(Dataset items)

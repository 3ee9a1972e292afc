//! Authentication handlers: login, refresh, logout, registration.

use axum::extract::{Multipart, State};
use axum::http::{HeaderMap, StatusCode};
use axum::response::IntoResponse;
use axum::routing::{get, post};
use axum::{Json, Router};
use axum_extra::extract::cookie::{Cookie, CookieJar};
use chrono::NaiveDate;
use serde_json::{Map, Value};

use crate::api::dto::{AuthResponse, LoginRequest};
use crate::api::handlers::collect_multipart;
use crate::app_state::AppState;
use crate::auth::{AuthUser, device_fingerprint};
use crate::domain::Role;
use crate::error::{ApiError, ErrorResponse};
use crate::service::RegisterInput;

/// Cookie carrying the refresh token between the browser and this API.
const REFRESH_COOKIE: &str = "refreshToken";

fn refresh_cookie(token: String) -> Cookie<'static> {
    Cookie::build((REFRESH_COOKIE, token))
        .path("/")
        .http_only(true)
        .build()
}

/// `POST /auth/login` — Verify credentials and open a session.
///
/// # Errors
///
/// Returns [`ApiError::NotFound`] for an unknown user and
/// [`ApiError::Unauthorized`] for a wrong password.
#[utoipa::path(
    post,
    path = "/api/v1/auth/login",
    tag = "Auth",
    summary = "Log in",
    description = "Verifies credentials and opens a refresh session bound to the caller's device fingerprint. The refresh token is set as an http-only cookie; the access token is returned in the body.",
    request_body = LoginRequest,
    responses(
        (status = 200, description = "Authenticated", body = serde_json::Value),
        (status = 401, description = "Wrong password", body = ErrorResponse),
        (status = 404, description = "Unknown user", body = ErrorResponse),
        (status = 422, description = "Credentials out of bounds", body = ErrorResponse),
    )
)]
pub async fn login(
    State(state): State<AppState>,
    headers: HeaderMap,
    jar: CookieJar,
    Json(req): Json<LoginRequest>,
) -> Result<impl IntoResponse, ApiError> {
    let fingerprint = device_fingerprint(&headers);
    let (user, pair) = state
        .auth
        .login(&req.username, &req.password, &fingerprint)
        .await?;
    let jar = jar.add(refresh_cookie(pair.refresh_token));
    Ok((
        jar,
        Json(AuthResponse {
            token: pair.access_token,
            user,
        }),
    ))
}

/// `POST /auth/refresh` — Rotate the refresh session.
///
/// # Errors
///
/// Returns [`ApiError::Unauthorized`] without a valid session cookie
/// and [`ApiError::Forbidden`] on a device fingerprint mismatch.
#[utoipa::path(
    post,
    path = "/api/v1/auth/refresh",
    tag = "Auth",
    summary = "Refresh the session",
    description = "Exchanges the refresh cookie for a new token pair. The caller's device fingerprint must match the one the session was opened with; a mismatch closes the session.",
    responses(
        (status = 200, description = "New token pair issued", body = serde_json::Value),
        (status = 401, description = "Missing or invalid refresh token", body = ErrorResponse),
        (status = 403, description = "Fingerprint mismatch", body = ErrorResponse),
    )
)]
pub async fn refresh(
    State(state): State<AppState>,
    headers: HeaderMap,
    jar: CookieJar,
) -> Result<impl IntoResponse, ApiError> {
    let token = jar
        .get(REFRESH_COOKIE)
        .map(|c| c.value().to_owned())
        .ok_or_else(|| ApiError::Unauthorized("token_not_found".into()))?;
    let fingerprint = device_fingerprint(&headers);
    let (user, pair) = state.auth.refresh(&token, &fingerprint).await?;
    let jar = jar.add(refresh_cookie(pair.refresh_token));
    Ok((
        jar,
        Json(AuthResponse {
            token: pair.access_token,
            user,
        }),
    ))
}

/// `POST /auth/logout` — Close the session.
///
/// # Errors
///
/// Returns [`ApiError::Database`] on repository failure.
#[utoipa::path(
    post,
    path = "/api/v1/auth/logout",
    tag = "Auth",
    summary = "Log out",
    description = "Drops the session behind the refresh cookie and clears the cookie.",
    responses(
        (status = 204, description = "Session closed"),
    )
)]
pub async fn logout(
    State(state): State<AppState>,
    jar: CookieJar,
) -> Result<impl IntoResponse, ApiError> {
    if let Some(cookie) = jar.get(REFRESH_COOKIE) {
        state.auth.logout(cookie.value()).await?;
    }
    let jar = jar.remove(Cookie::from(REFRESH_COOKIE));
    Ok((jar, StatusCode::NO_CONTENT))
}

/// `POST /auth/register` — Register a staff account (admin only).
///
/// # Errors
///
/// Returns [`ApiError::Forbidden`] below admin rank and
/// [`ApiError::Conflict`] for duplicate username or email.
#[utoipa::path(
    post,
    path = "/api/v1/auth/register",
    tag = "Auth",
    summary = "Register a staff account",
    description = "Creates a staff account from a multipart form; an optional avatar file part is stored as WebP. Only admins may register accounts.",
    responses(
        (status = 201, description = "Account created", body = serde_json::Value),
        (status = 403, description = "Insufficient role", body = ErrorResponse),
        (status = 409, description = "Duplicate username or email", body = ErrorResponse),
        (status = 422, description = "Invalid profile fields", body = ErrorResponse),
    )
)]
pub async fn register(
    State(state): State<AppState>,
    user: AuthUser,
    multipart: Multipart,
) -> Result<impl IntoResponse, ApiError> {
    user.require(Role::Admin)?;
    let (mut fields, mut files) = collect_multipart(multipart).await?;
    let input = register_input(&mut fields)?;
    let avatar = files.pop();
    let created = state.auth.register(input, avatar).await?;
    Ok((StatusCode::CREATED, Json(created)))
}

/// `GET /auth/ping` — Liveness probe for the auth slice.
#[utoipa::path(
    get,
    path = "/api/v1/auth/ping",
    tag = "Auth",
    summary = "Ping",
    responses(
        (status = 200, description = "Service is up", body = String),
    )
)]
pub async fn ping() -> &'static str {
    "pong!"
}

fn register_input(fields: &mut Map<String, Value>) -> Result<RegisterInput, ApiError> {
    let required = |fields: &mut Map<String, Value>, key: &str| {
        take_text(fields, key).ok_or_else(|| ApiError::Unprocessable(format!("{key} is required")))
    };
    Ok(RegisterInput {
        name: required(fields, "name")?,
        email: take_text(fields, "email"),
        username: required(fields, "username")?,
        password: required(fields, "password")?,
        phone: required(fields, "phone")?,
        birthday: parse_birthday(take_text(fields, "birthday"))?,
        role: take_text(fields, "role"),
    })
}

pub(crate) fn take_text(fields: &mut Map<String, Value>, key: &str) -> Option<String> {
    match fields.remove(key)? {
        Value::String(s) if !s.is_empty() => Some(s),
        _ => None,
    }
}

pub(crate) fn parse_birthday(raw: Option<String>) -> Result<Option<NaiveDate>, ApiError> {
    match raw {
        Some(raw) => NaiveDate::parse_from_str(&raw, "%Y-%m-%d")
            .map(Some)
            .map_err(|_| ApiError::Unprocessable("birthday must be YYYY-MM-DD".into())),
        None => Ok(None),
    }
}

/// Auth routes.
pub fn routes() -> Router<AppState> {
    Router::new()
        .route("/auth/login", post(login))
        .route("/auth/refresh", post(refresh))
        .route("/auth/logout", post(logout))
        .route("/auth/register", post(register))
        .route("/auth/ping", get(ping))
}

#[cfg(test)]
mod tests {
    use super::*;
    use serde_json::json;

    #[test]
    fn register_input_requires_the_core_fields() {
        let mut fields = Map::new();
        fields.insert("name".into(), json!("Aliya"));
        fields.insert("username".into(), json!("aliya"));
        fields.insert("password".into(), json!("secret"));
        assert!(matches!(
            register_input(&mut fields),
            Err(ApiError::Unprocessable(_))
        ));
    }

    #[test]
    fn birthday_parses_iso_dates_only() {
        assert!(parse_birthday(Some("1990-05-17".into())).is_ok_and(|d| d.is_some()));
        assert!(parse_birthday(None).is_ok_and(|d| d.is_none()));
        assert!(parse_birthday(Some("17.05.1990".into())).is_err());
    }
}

• REQUIRED ACTION: Each line containing the word "email" needs to be copied from the data above.

• SOLUTION:
/// [`ApiError::Conflict`] for duplicate username or email.
        (status = 409, description = "Duplicate username or email", body = ErrorResponse),
        email: take_text(fields, "email"),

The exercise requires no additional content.